The intro December 26, 2009
Posted by laserrocketarm in Uncategorized.add a comment
I have never been thin. Until recently, I was never hugely fat, either. Being sedentary since earliest memory probably never helped. After roughly 33 years of various self-destructive behavior, my five-foot-four-inch self stepped on a scale one day and almost had my head explode. 211 pounds? WTF?
Around that time (1999) the Mayo Diet thing was making its rounds. I also had a co-worker who swore by Protein Power. I bought the PP book and a gym membership, but fell prey to the low-fat mantra and started following that instead. I did lose weight–about sixty pounds, to be exact. I was working out six days a week, but I was also starving hungry pretty much all the time and found myself practicing bulimia if I ate something I deemed “bad.” We, meaning Mr. Laser Rocket Arm and I, moved to Virginia, and in the midst of setting up our new lives I drifted back to my whatever/whenever eating plan combined with a charming alcohol habit.
Flash forward seven years. I got sick and needed to go to urgent care to get a note to go back to work (I tend to avoid doctors). The nurse took my blood pressure, and her eyebrows raised. Another nurse came in, did the same thing. Another nurse … well, you get the idea. My BP was through the roof. I got weighed (I don’t own a scale so I won’t be a slave to it).
211? I wish. Try 240.
I am a huge NFL fan (as if the name of the blog wasn’t a huge obvious clue). The first thought that went through my head when I saw the scale was “OMG, I weigh the same as Ben Roethlisberger.” Yeah, Big Ben–who is thirteen inches taller than me. I can definitely drink like a Roethlisberger today, but apparently eating like him isn’t a good idea. Oh–and don’t forget the high blood pressure! Armed with a prescription, I went home and really looked at myself. My family always remarks on my resemblance to my mother. That day, I saw it. The round, red face. The bloated body.
And I remembered my last sight of her–in her casket, dead at 43, no doubt of obesity-related causes. And I had just turned 40 in the autumn.
I knew that I needed to do something.
I fell back into reading and participating on low-carb forums, but found myself getting increasingly annoyed with the stay-at-home mommies who passed around Oprah sayings and Bible verses and posted about eight gazillion recipes for low-carb cheesecake–with none of them losing weight. Then I started hearing about Paleo and the Bear and became intrigued by the ideas expressed. I did get caught up with the zero-carb extremists (*cough*charleswashington*cough*) for a while but quickly got bored. I like food. I like to cook, I like to eat. Red meat is awesome but dammit, I like veggies and sauces too. I have seen that I can and do lose weight when sticking to whole foods. In the past year I’ve made a conscious effort to buy sustainably raised meats or at the worst Bell and Evans chicken, and I’ve found a couple of sites run by fellow foodies that let me know going Paleo/primal/whatever doesn’t mean boredom.
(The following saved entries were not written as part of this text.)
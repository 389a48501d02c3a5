use serde::{Deserialize, Serialize};
use std::fmt;
use thiserror::Error;

pub mod error;
pub mod geometry;
pub mod input;

pub use error::{MoveError, ShortcutError, SurfaceError};
pub use geometry::{Rect, Vec2};
pub use input::{Key, KeyCombo, Modifiers};

#[derive(Debug, Clone, Copy, PartialEq, Eq, PartialOrd, Ord, Hash, Serialize, Deserialize)]
pub struct NodeId(pub i64);

impl fmt::Display for NodeId {
    fn fmt(&self, f: &mut fmt::Formatter<'_>) -> fmt::Result {
        write!(f, "{}", self.0)
    }
}

#[derive(Debug, Clone, Copy, PartialEq, Eq, PartialOrd, Ord, Hash, Serialize, Deserialize)]
pub struct PortId(pub i64);

impl fmt::Display for PortId {
    fn fmt(&self, f: &mut fmt::Formatter<'_>) -> fmt::Result {
        write!(f, "p{}", self.0)
    }
}

/// Identity of one diagram surface. Sessions on different surfaces never share state.
#[derive(Debug, Clone, Copy, PartialEq, Eq, PartialOrd, Ord, Hash, Serialize, Deserialize)]
pub struct SurfaceId(pub u32);

impl fmt::Display for SurfaceId {
    fn fmt(&self, f: &mut fmt::Formatter<'_>) -> fmt::Result {
        write!(f, "surface#{}", self.0)
    }
}

#[derive(Debug, Clone, Copy, PartialEq, Eq, PartialOrd, Ord, Hash, Serialize, Deserialize)]
pub struct OverlayId(pub u64);

/// Error type for enum conversion failures
#[derive(Error, Debug, Clone)]
pub enum EnumConversionError {
    #[error("Invalid PortKind value: {0}")]
    InvalidPortKind(i32),
    #[error("Invalid ElementKind value: {0}")]
    InvalidElementKind(i32),
}

/// Attachment point types. `Previous`/`Next` chain nodes into stacks,
/// `Input`/`Output` nest value nodes inside their parent.
#[derive(Debug, Clone, Copy, PartialEq, Eq, PartialOrd, Ord, Hash, Serialize, Deserialize)]
#[serde(rename_all = "snake_case")]
#[repr(i32)]
pub enum PortKind {
    Previous,
    Next,
    Input,
    Output,
}

impl PortKind {
    /// The kind a neighbour port must have to pair with this one.
    pub fn complement(self) -> PortKind {
        match self {
            PortKind::Previous => PortKind::Next,
            PortKind::Next => PortKind::Previous,
            PortKind::Input => PortKind::Output,
            PortKind::Output => PortKind::Input,
        }
    }

    /// Previous and output ports are how a node hangs off its parent.
    pub fn is_child_side(self) -> bool {
        matches!(self, PortKind::Previous | PortKind::Output)
    }

    pub fn is_sequential(self) -> bool {
        matches!(self, PortKind::Previous | PortKind::Next)
    }
}

impl TryFrom<i32> for PortKind {
    type Error = EnumConversionError;

    fn try_from(value: i32) -> Result<Self, Self::Error> {
        match value {
            0 => Ok(PortKind::Previous),
            1 => Ok(PortKind::Next),
            2 => Ok(PortKind::Input),
            3 => Ok(PortKind::Output),
            _ => Err(EnumConversionError::InvalidPortKind(value)),
        }
    }
}

/// What sort of diagram element a node is. Decided once when the element is
/// created and carried explicitly by anything that needs to branch on it.
#[derive(Debug, Clone, Copy, PartialEq, Eq, Hash, Serialize, Deserialize, Default)]
#[serde(rename_all = "snake_case")]
#[repr(i32)]
pub enum ElementKind {
    #[default]
    Block,
    Comment,
    /// Default-value stand-in occupying an input until a real node replaces it.
    Placeholder,
    /// Ghost rendered by the host while previewing an insertion.
    InsertionMarker,
}

impl ElementKind {
    /// Ports owned by these elements never take part in connection search.
    pub fn is_transient(self) -> bool {
        matches!(self, ElementKind::Placeholder | ElementKind::InsertionMarker)
    }
}

impl TryFrom<i32> for ElementKind {
    type Error = EnumConversionError;

    fn try_from(value: i32) -> Result<Self, Self::Error> {
        match value {
            0 => Ok(ElementKind::Block),
            1 => Ok(ElementKind::Comment),
            2 => Ok(ElementKind::Placeholder),
            3 => Ok(ElementKind::InsertionMarker),
            _ => Err(EnumConversionError::InvalidElementKind(value)),
        }
    }
}

/// Whether the node being moved already existed or was just inserted.
#[derive(Debug, Clone, Copy, PartialEq, Eq, Hash, Serialize, Deserialize)]
#[serde(rename_all = "snake_case")]
pub enum MoveKind {
    Existing,
    /// Provisional node; aborting its move deletes it.
    Insertion,
}

#[derive(Debug, Clone, Copy, PartialEq, Eq, Hash, Serialize, Deserialize)]
#[serde(rename_all = "snake_case")]
pub enum Direction {
    Up,
    Down,
    Left,
    Right,
}

impl Direction {
    /// Traversal step through the row-major port ordering.
    pub fn step(self) -> isize {
        match self {
            Direction::Up | Direction::Left => -1,
            Direction::Down | Direction::Right => 1,
        }
    }

    /// Unit vector in surface coordinates (y grows downwards).
    pub fn unit(self) -> Vec2 {
        match self {
            Direction::Up => Vec2::new(0.0, -1.0),
            Direction::Down => Vec2::new(0.0, 1.0),
            Direction::Left => Vec2::new(-1.0, 0.0),
            Direction::Right => Vec2::new(1.0, 0.0),
        }
    }
}

/// Where keyboard focus landed after leaving a node.
#[derive(Debug, Clone, Copy, PartialEq, Eq, Hash, Serialize, Deserialize)]
#[serde(rename_all = "snake_case")]
pub enum FocusTarget {
    /// The empty diagram background.
    Background,
    Node(NodeId),
    /// Somewhere outside the surface entirely (toolbox, another widget).
    Outside,
}
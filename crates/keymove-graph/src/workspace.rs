use crate::element::{
    Element, NodeTemplate, PORT_INSET, Port, PortTemplate, STATEMENT_SIZE, VALUE_SIZE,
    checks_intersect,
};
use crate::surface::{CursorTarget, OverlayAnchor, OverlaySpec, Preview, Surface};
use keymove_core::{
    ElementKind, NodeId, OverlayId, PortId, PortKind, Rect, SurfaceError, SurfaceId, Vec2,
};
use std::collections::BTreeMap;

/// Offset applied to an occupant that could not be re-attached after being displaced.
pub const BUMP_OFFSET: Vec2 = Vec2 { x: 24.0, y: 24.0 };

/// Collaborator calls recorded for observation.
#[derive(Debug, Clone, Default, PartialEq)]
pub struct SurfaceLog {
    pub renders: Vec<NodeId>,
    pub full_renders: usize,
    pub scrolls: Vec<Rect>,
    pub previews_shown: usize,
    pub focus_requests: Vec<NodeId>,
}

/// Arena-backed in-memory diagram surface.
#[derive(Debug)]
pub struct Workspace {
    id: SurfaceId,
    editable: bool,
    elements: BTreeMap<NodeId, Element>,
    ports: BTreeMap<PortId, Port>,
    next_node: i64,
    next_port: i64,
    next_overlay: u64,
    overlays: BTreeMap<OverlayId, OverlaySpec>,
    preview: Option<Preview>,
    cursor: Option<CursorTarget>,
    focused: Option<NodeId>,
    view_offset: Vec2,
    scale: f32,
    viewport: Vec2,
    trash: Option<Rect>,
    capacity: Option<usize>,
    hint_visible: bool,
    log: SurfaceLog,
}
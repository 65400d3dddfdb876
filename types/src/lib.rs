pub mod state;
pub use state::{baseline_state, credit_coins, merge_with_baseline, Document};

/// Coins granted to both referrer and friend when a referral is first
/// registered.
pub const REFERRAL_BONUS: u64 = 10_000;

/// Result of a referral registration attempt.
#[derive(Clone, Copy, Debug, PartialEq, Eq)]
pub enum ReferralOutcome {
    /// The friend already has a referral record; nothing was changed.
    AlreadyRegistered,
    /// The referral was recorded and both parties were credited the bonus.
    Registered { bonus: u64 },
}
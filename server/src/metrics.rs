use serde::Serialize;
use std::sync::atomic::{AtomicU64, Ordering};
use std::time::Duration;

/// Latency summary for one endpoint.
#[derive(Clone, Copy, Debug, Serialize)]
pub struct LatencySnapshot {
    pub count: u64,
    pub avg_ms: f64,
    pub max_ms: u64,
}

#[derive(Default)]
struct LatencyMetrics {
    count: AtomicU64,
    total_ms: AtomicU64,
    max_ms: AtomicU64,
}

impl LatencyMetrics {
    fn record(&self, duration: Duration) {
        let ms = duration.as_millis() as u64;
        self.count.fetch_add(1, Ordering::Relaxed);
        self.total_ms.fetch_add(ms, Ordering::Relaxed);
        self.update_max(ms);
    }

    fn update_max(&self, value: u64) {
        let mut current = self.max_ms.load(Ordering::Relaxed);
        while value > current {
            match self.max_ms.compare_exchange_weak(
                current,
                value,
                Ordering::Relaxed,
                Ordering::Relaxed,
            ) {
                Ok(_) => break,
                Err(next) => current = next,
            }
        }
    }

    fn snapshot(&self) -> LatencySnapshot {
        let count = self.count.load(Ordering::Relaxed);
        let total_ms = self.total_ms.load(Ordering::Relaxed);
        let avg_ms = if count > 0 {
            total_ms as f64 / count as f64
        } else {
            0.0
        };
        LatencySnapshot {
            count,
            avg_ms,
            max_ms: self.max_ms.load(Ordering::Relaxed),
        }
    }
}

#[derive(Clone, Copy, Debug, Serialize)]
pub struct HttpMetricsSnapshot {
    pub get_state: LatencySnapshot,
    pub save_state: LatencySnapshot,
    pub register_referral: LatencySnapshot,
}

#[derive(Default)]
pub struct HttpMetrics {
    get_state: LatencyMetrics,
    save_state: LatencyMetrics,
    register_referral: LatencyMetrics,
}

impl HttpMetrics {
    pub fn record_get_state(&self, duration: Duration) {
        self.get_state.record(duration);
    }

    pub fn record_save_state(&self, duration: Duration) {
        self.save_state.record(duration);
    }

    pub fn record_register_referral(&self, duration: Duration) {
        self.register_referral.record(duration);
    }

    pub fn snapshot(&self) -> HttpMetricsSnapshot {
        HttpMetricsSnapshot {
            get_state: self.get_state.snapshot(),
            save_state: self.save_state.snapshot(),
            register_referral: self.register_referral.snapshot(),
        }
    }
}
I realize that if I truly want to succeed the booze needs to go, but I’m having a hard time letting go. My resolve is building though. I quit smoking over ten years ago by deciding I didn’t want to smoke anymore. That same idea as applied to drinking is starting to gain hold.
So that’s me in a nutshell. I may also talk about football and post YouTube Peyton Manning commercials since I do sort of have to honor the guy who uttered the words that became the title for this blog. Just so you’re warned.